Congrats on the 4000 post mark, I always look forward to the info and humor you post. Thanks! (Yup it's a duplicate....lol)


----------



## pokeyjeeper (Sep 5, 2013)

Congrats Glenway


----------



## youngdon (Mar 10, 2010)

Thanks and Congrats Glen for not only what you post but for sharing the articles you've written for other publications and for being a friend.


----------



## Ruger (Jan 22, 2011)

Congrats Glenway always enjoy reading your posts.


----------



## C2C (Mar 17, 2012)

Ive said it before but Ill say it again .. congrats Glen .. Always enjoy your posts and insight .


----------



## ReidRH (Feb 1, 2010)

Congrats Glen!


----------



## catcapper (Feb 11, 2010)

:thumbsup: to our tech guy--- and congrats on your posts.

awprint:


----------



## Tuffdaddy (Oct 26, 2012)

Keep em coming Glen. Thanks for the help and insight you've given me over the years. Look forward to the next 1000 posts!


----------



## glenway (Mar 27, 2011)

I'm humbled, men, and deeply appreciate the support.

Looks like I'd better keep at it...whatever "it" is.


----------



## hassell (Feb 9, 2010)

Doing what you do and being yourself.


----------



## Larry (Dec 2, 2010)

Glen...I don't care bout numbers but I care about the person behind the numbers! Thank you yah...Jumior Yooper! Ill get my Trapping Trailer done, get my passport renewed and come to see you one of these days!


----------



## glenway (Mar 27, 2011)

Keep those positive thoughts alive, Larry, and I'll see you when you get here. Or, I could visit you, but I'd have to leave now with the Binder to get there before the next snow.


----------



## 220swift (Mar 2, 2011)

"Binder" been a LONG time since I've heard that term.............


----------



## hassell (Feb 9, 2010)

220swift said:


> "Binder" been a LONG time since I've heard that term.............
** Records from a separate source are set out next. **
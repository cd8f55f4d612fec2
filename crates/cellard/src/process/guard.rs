//! Singleton lock plus the pid and health files published beside it.

use std::fs::{self, File, OpenOptions};
use std::io;
use std::path::Path;
use std::time::{SystemTime, UNIX_EPOCH};

use nix::errno::Errno;
use nix::sys::signal::kill;
use nix::unistd::Pid;
use serde::Serialize;
use tracing::{info, warn};

use cellar_config::RuntimePaths;

use super::PROCESS_TARGET;
use super::errors::LaunchError;
use crate::files::atomic_write;

/// Lifecycle stage published in the health file.
#[derive(Debug, Clone, Copy, PartialEq, Eq, Serialize)]
#[serde(rename_all = "lowercase")]
pub(crate) enum HealthState {
    Starting,
    Ready,
    Stopping,
}

#[derive(Debug, Serialize)]
struct HealthSnapshot {
    status: HealthState,
    pid: u32,
    timestamp: u64,
}

/// Holds the lock file for the lifetime of the daemon and removes every
/// runtime artefact on drop.
#[derive(Debug)]
pub(crate) struct ProcessGuard {
    paths: RuntimePaths,
    _lock: File,
    pid: Option<u32>,
}

impl ProcessGuard {
    pub(crate) fn acquire(paths: RuntimePaths) -> Result<Self, LaunchError> {
        let lock = acquire_lock(&paths)?;
        Ok(Self {
            paths,
            _lock: lock,
            pid: None,
        })
    }

    pub(crate) fn paths(&self) -> &RuntimePaths {
        &self.paths
    }

    pub(crate) fn write_pid(&mut self, pid: u32) -> Result<(), LaunchError> {
        let path = self.paths.pid_path();
        atomic_write(path, format!("{pid}\n").as_bytes()).map_err(|source| {
            LaunchError::RuntimeWrite {
                path: path.to_path_buf(),
                source,
            }
        })?;
        self.pid = Some(pid);
        info!(target: PROCESS_TARGET, pid, file = %path.display(), "pid file written");
        Ok(())
    }

    pub(crate) fn write_health(&self, status: HealthState) -> Result<(), LaunchError> {
        let pid = self.pid.ok_or(LaunchError::MissingPid)?;
        let timestamp = SystemTime::now().duration_since(UNIX_EPOCH)?.as_secs();
        let mut payload = serde_json::to_vec(&HealthSnapshot {
            status,
            pid,
            timestamp,
        })?;
        payload.push(b'\n');

        let path = self.paths.health_path();
        atomic_write(path, &payload).map_err(|source| LaunchError::RuntimeWrite {
            path: path.to_path_buf(),
            source,
        })?;
        info!(target: PROCESS_TARGET, ?status, file = %path.display(), "health snapshot updated");
        Ok(())
    }
}

impl Drop for ProcessGuard {
    fn drop(&mut self) {
        for path in [
            self.paths.health_path(),
            self.paths.pid_path(),
            self.paths.lock_path(),
        ] {
            if let Err(error) = remove_if_present(path) {
                warn!(target: PROCESS_TARGET, file = %path.display(), %error, "failed to remove runtime file");
            }
        }
    }
}

fn acquire_lock(paths: &RuntimePaths) -> Result<File, LaunchError> {
    let mut options = OpenOptions::new();
    options.write(true).create_new(true);
    #[cfg(unix)]
    {
        use std::os::unix::fs::OpenOptionsExt;
        options.mode(0o600);
    }
    match options.open(paths.lock_path()) {
        Ok(file) => {
            info!(target: PROCESS_TARGET, file = %paths.lock_path().display(), "acquired daemon lock");
            Ok(file)
        }
        Err(error) if error.kind() == io::ErrorKind::AlreadyExists => reclaim_stale_lock(paths),
        Err(source) => Err(LaunchError::LockCreate {
            path: paths.lock_path().to_path_buf(),
            source,
        }),
    }
}

/// Takes over a lock left behind by a daemon that is no longer running.
fn reclaim_stale_lock(paths: &RuntimePaths) -> Result<File, LaunchError> {
    if let Some(pid) = read_pid(paths.pid_path()) {
        if process_alive(pid)? {
            return Err(LaunchError::AlreadyRunning { pid });
        }
        warn!(target: PROCESS_TARGET, pid, "previous daemon is gone; removing stale lock");
    }
    for path in [paths.lock_path(), paths.pid_path()] {
        remove_if_present(path).map_err(|source| LaunchError::Cleanup {
            path: path.to_path_buf(),
            source,
        })?;
    }
    acquire_lock(paths)
}

fn read_pid(path: &Path) -> Option<u32> {
    fs::read_to_string(path)
        .ok()?
        .trim()
        .parse::<u32>()
        .ok()
        .filter(|pid| *pid != 0)
}

fn process_alive(pid: u32) -> Result<bool, LaunchError> {
    let Ok(raw) = i32::try_from(pid) else {
        return Ok(false);
    };
    match kill(Pid::from_raw(raw), None) {
        Ok(()) | Err(Errno::EPERM) => Ok(true),
        Err(Errno::ESRCH) => Ok(false),
        Err(source) => Err(LaunchError::CheckProcess { pid, source }),
    }
}

fn remove_if_present(path: &Path) -> io::Result<()> {
    match fs::remove_file(path) {
        Err(error) if error.kind() == io::ErrorKind::NotFound => Ok(()),
        other => other,
    }
}
//! Test suites for the cellar daemon.

mod requests_behaviour;
pub(crate) mod support;
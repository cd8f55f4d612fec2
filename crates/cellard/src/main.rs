use std::process::ExitCode;

fn main() -> ExitCode {
    match cellard::run_daemon() {
        Ok(()) => ExitCode::SUCCESS,
        Err(error) => {
            eprintln!("cellard: {error}");
            ExitCode::FAILURE
        }
    }
}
 HA !! The old corn binder. The old terms are slowly going away.


----------



## glenway (Mar 27, 2011)

This from an IH Scout site...

The term BINDER comes from International Harvester's agricultural implement background.
Basically it's a reference to BINDING twine used to bind grain into managable bundles.
We don't know who started calling the Scouts BINDERS, but we know where the reference comes from!


----------



## hassell (Feb 9, 2010)

Thanks for sharing that Glen.


----------



## azpredatorhunter (Jul 24, 2012)

Congratulations Glen... Your the best that doer! lol... Keep up the great posts...
I think I've learned a thing or two...


----------



## glenway (Mar 27, 2011)

Thanks, Eric. You've been a good friend and taught me a few things in the desert, too. I couldn't picture staying with my sister (big lib) this time around considering she's one of them. Maybe next spring.


----------



## azpredatorhunter (Jul 24, 2012)

glenway said:


> Thanks, Eric. You've been a good friend and taught me a few things in the desert, too. I couldn't picture staying with my sister (big lib) this time around considering she's one of them. Maybe next spring.


 Thanx Glen and anytime Glen...as long it's not March, April or May when the Coyotes don't want to play . You know I have learned a lot since the first time you came out, but I still haven't learned to call them year-round. October seems to be my most productive month in the past.


----------